11institutetext: Computer Vision Lab, University of Amsterdam, The Netherlands 11email: {hanan.elnaghy,l.dorst}@uva.nl
Complementarity-Preserving Fracture Morphology for Archaeological Fragments††thanks: This research was funded by the GRAVITATE project under EU2020-REFLECTIVE-7-2014 Research and Innovation Action, grant no. 665155.
Hanan ElNaghy
Leo Dorst
Abstract
We propose to employ scale spaces of mathematical morphology to hierarchically simplify fracture surfaces of complementarity fitting archaeological fragments. This representation preserves complementarity and is insensitive to different kinds of abrasion affecting the exact fitting of the original fragments. We present a pipeline for morphologically simplifying fracture surfaces, based on their Lipschitz nature; its core is a new embedding of fracture surfaces to simultaneously compute both closing and opening morphological operations, using distance transforms.
Keywords:
Boundary Morphology Scale Space Fracture Representation Abrasion Lipschitz Extrusion.
1 Introduction
The GRAVITATE H2020 project aims at providing archaeologists with the virtual tools to analyse digital artefacts, distributed across several collections (https://gravitate-project.eu/). The artefacts are digitally scanned by standard scanning techniques in the form of 3D meshes, capturing the geometrical properties of each object and some of its photometric proprieties. Reassembly of broken artefacts is one of the core objectives of the project.
The test case is on terracotta, which does not deform; but typical fragments are lacking material through abrasion and chipping. Each fragment undergoes a preliminary preprocessing step [5] which partitions its surface into significant sub-parts called ‘facets’. Each facet is characterized by its own geometrical properties of roughness of its surface and sharpness of its boundary, which in turn guides its categorization as either belonging to the fracture region or outside skin region of the fragment.
Our contribution to the project focuses on structuring the pair-wise alignment of promising fragments nominated for fitting by other selection modules. The computational approach is based purely on the geometrical properties of the fracture facets, ignoring other clues (such as possible continuity of decorative patterns).
Optimal pair-wise alignment of potentially counter-fitting fragments is computationally expensive. We therefore take a hierarchical approach, considering the fragments in increasing resolution from simplified to detailed.

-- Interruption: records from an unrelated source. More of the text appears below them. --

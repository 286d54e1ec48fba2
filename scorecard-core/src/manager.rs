//! Owner of the active game and the archive, kept in sync with a store.

use serde::de::DeserializeOwned;
use tracing::{debug, info, warn};

use crate::clock::{Clock, SystemClock};
use crate::error::{Result, ScorecardError};
use crate::game::ActiveGame;
use crate::history::{GameHistory, GameRecord};
use crate::scoring::{assign_ranks, standings_order, PlayerScore, RankStrategy, TOTAL_ROUNDS};
use crate::store::{KeyValueStore, CURRENT_GAME_KEY, GAME_HISTORY_KEY};
use crate::{MAX_PLAYERS, MIN_PLAYERS};

/// Tunables for a manager.
#[derive(Debug, Clone, Copy, Default, PartialEq, Eq)]
pub struct ManagerConfig {
    pub rank_strategy: RankStrategy,
}

/// Applies user intents to the game state and writes every change through
/// to the store.
#[derive(Debug)]
pub struct GameStateManager<S, C = SystemClock> {
    store: S,
    clock: C,
    config: ManagerConfig,
    game: ActiveGame,
    history: GameHistory,
    selecting: bool,
}

impl<S: KeyValueStore> GameStateManager<S> {
    /// Restore state from `store` using the wall clock and default settings.
    pub fn load(store: S) -> Result<Self> {
        Self::load_with(store, SystemClock, ManagerConfig::default())
    }
}

impl<S: KeyValueStore, C: Clock> GameStateManager<S, C> {
    /// Restore whatever `store` holds.
    ///
    /// The active game and the history are restored independently. A record
    /// that cannot be decoded is logged and treated as absent.
    pub fn load_with(store: S, clock: C, config: ManagerConfig) -> Result<Self> {
        let game = match restore::<ActiveGame, _>(&store, CURRENT_GAME_KEY)? {
            Some(mut game) => {
                if game.normalize() {
                    warn!("repaired inconsistent saved game");
                }
                Some(game)
            }
            None => None,
        };
        let history = restore::<GameHistory, _>(&store, GAME_HISTORY_KEY)?.map(|mut history| {
            history.normalize();
            history
        });

        let selecting = game.as_ref().map_or(true, ActiveGame::is_empty);
        let game = game.unwrap_or_default();
        let history = history.unwrap_or_default();
        debug!(
            players = game.player_count(),
            archived = history.len(),
            "loaded game state"
        );

        Ok(Self {
            store,
            clock,
            config,
            game,
            history,
            selecting,
        })
    }

    pub fn active_game(&self) -> &ActiveGame {
        &self.game
    }

    pub fn history(&self) -> &GameHistory {
        &self.history
    }

    /// True while waiting for a player count, i.e. no game is running.
    pub fn selection_in_progress(&self) -> bool {
        self.selecting
    }

    pub fn config(&self) -> &ManagerConfig {
        &self.config
    }

    pub fn store(&self) -> &S {
        &self.store
    }

    /// Active roster in display order with each player's roster index.
    pub fn standings(&self) -> Vec<(usize, &PlayerScore)> {
        let players = self.game.players();
        standings_order(players)
            .into_iter()
            .map(|idx| (idx, &players[idx]))
            .collect()
    }

    /// Start a new game with `count` blank players, discarding any roster
    /// that was not archived.
    pub fn select_player_count(&mut self, count: usize) -> Result<()> {
        if !(MIN_PLAYERS..=MAX_PLAYERS).contains(&count) {
            return Err(ScorecardError::InvalidPlayerCount(count));
        }
        self.commit_game(ActiveGame::with_players(count))?;
        self.selecting = false;
        info!(players = count, "started new game");
        Ok(())
    }

    /// Record `score` for a 1-based `round` and re-rank the roster.
    pub fn update_score(&mut self, player_index: usize, round: usize, score: i32) -> Result<()> {
        if !(1..=TOTAL_ROUNDS).contains(&round) {
            return Err(ScorecardError::RoundOutOfRange(round));
        }
        let mut game = self.game.clone();
        let player = player_mut(&mut game, player_index)?;
        player.set_round(round, score);
        let total = player.total();
        assign_ranks(&mut game.players, self.config.rank_strategy);
        self.commit_game(game)?;
        debug!(player = player_index, round, score, total, "recorded score");
        Ok(())
    }

    pub fn update_player_name(
        &mut self,
        player_index: usize,
        name: impl Into<String>,
    ) -> Result<()> {
        let mut game = self.game.clone();
        player_mut(&mut game, player_index)?.name = name.into();
        self.commit_game(game)?;
        debug!(player = player_index, "renamed player");
        Ok(())
    }

    /// Move the progress marker. Scores may still be entered for any round.
    pub fn set_current_round(&mut self, round: usize) -> Result<()> {
        if self.game.is_empty() {
            return Err(ScorecardError::NoActiveGame);
        }
        if !(1..=TOTAL_ROUNDS).contains(&round) {
            return Err(ScorecardError::RoundOutOfRange(round));
        }
        let mut game = self.game.clone();
        game.current_round = round;
        self.commit_game(game)
    }

    /// Archive the current roster (if any) and return to player selection.
    ///
    /// The history is written before the saved game is removed, so a failed
    /// write never loses the finished roster. Once the history is stored the
    /// roster counts as archived; if removing the saved game then fails, a
    /// retry only finishes the removal. Returns the archived record.
    pub fn reset_game(&mut self) -> Result<Option<GameRecord>> {
        let archived = if self.game.is_empty() {
            None
        } else {
            let mut history = self.history.clone();
            let at = self.clock.now();
            let record = history.archive(self.game.players.clone(), at).clone();
            self.commit_history(history)?;
            info!(id = %record.id, players = record.players.len(), "archived game");
            Some(record)
        };

        self.game = ActiveGame::empty();
        self.selecting = true;
        self.store.remove(CURRENT_GAME_KEY)?;
        Ok(archived)
    }

    /// Forget every archived game.
    ///
    /// The stored history is overwritten with an empty list rather than
    /// removed.
    pub fn clear_history(&mut self) -> Result<()> {
        let dropped = self.history.len();
        self.commit_history(GameHistory::new())?;
        info!(dropped, "cleared history");
        Ok(())
    }

    /// Hand back the store, e.g. to reopen it with a fresh manager.
    pub fn into_store(self) -> S {
        self.store
    }

    fn commit_game(&mut self, game: ActiveGame) -> Result<()> {
        let encoded = serde_json::to_string(&game)?;
        self.store.set(CURRENT_GAME_KEY, &encoded)?;
        self.game = game;
        Ok(())
    }

    fn commit_history(&mut self, history: GameHistory) -> Result<()> {
        let encoded = serde_json::to_string(&history)?;
        self.store.set(GAME_HISTORY_KEY, &encoded)?;
        self.history = history;
        Ok(())
    }
}

fn player_mut(game: &mut ActiveGame, index: usize) -> Result<&mut PlayerScore> {
    let count = game.players.len();
    game.players
        .get_mut(index)
        .ok_or(ScorecardError::PlayerOutOfRange { index, count })
}

fn restore<T, S>(store: &S, key: &str) -> Result<Option<T>>
where
    T: DeserializeOwned,
    S: KeyValueStore,
{
    let Some(raw) = store.get(key)? else {
        return Ok(None);
    };
    match serde_json::from_str(&raw) {
        Ok(value) => Ok(Some(value)),
        Err(err) => {
            warn!(key, error = %err, "discarding unreadable saved record");
            Ok(None)
        }
    }
}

The common way of simplifying shapes represented as meshes is by various forms of linear filtering of their vertices; letting them move with a differentiable flow (such as based on the Poisson equation) to produce a smoother model [11]. Structure-aware mesh decimation to preserve the structure of the mesh by representing it as a set of pre-computed canonical proxies has been also studied by [16]. Such simplifications are strongly related to characterizing a surface by differential geometric features, such as those computed by some means of discrete differential geometry [12]. Indeed most methods to reassemble broken objects [9, 19, 15, 7, 14] are all based on such features. However, a small chip, resulting in a missing part of an object, will affect such differential measures in a linear fashion: the deeper the missing bit, the stronger the simplified shape is affected. This is undesirable: the actual match between part and counterpart is simply lacking some local evidence of a more binary nature. The effect of this gap should not depend on the depth of the hole (a gap with the same surface outline but twice as deep is not twice as bad); so our representation method should not be too sensitive to this either. For the same reason, applying ICP (Iterative Closest Point) algorithm to find a matching counterpart based on squared errors is not appropriate; some extensions of ICP that include distance transforms [6] are more in line of what we might employ.
In our hierarchical approach, we need a representation where a coarser, simplified version of the fracture surface maintains its potential fit with a coarser, simplified version of the counterpart, under abrasion-type noise. Mathematical morphology with its opening and closing scale spaces, of increasing size, is the natural choice for just that kind of representation. Such scale spaces have been studied in [10, 1, 2], and it has been demonstrated that they simplify the shape, when measured in terms of certain descriptive features such as local maxima [10], or zero-crossings of the curvature [4]. But our intended use for alignment and complementarity checking appears to be new.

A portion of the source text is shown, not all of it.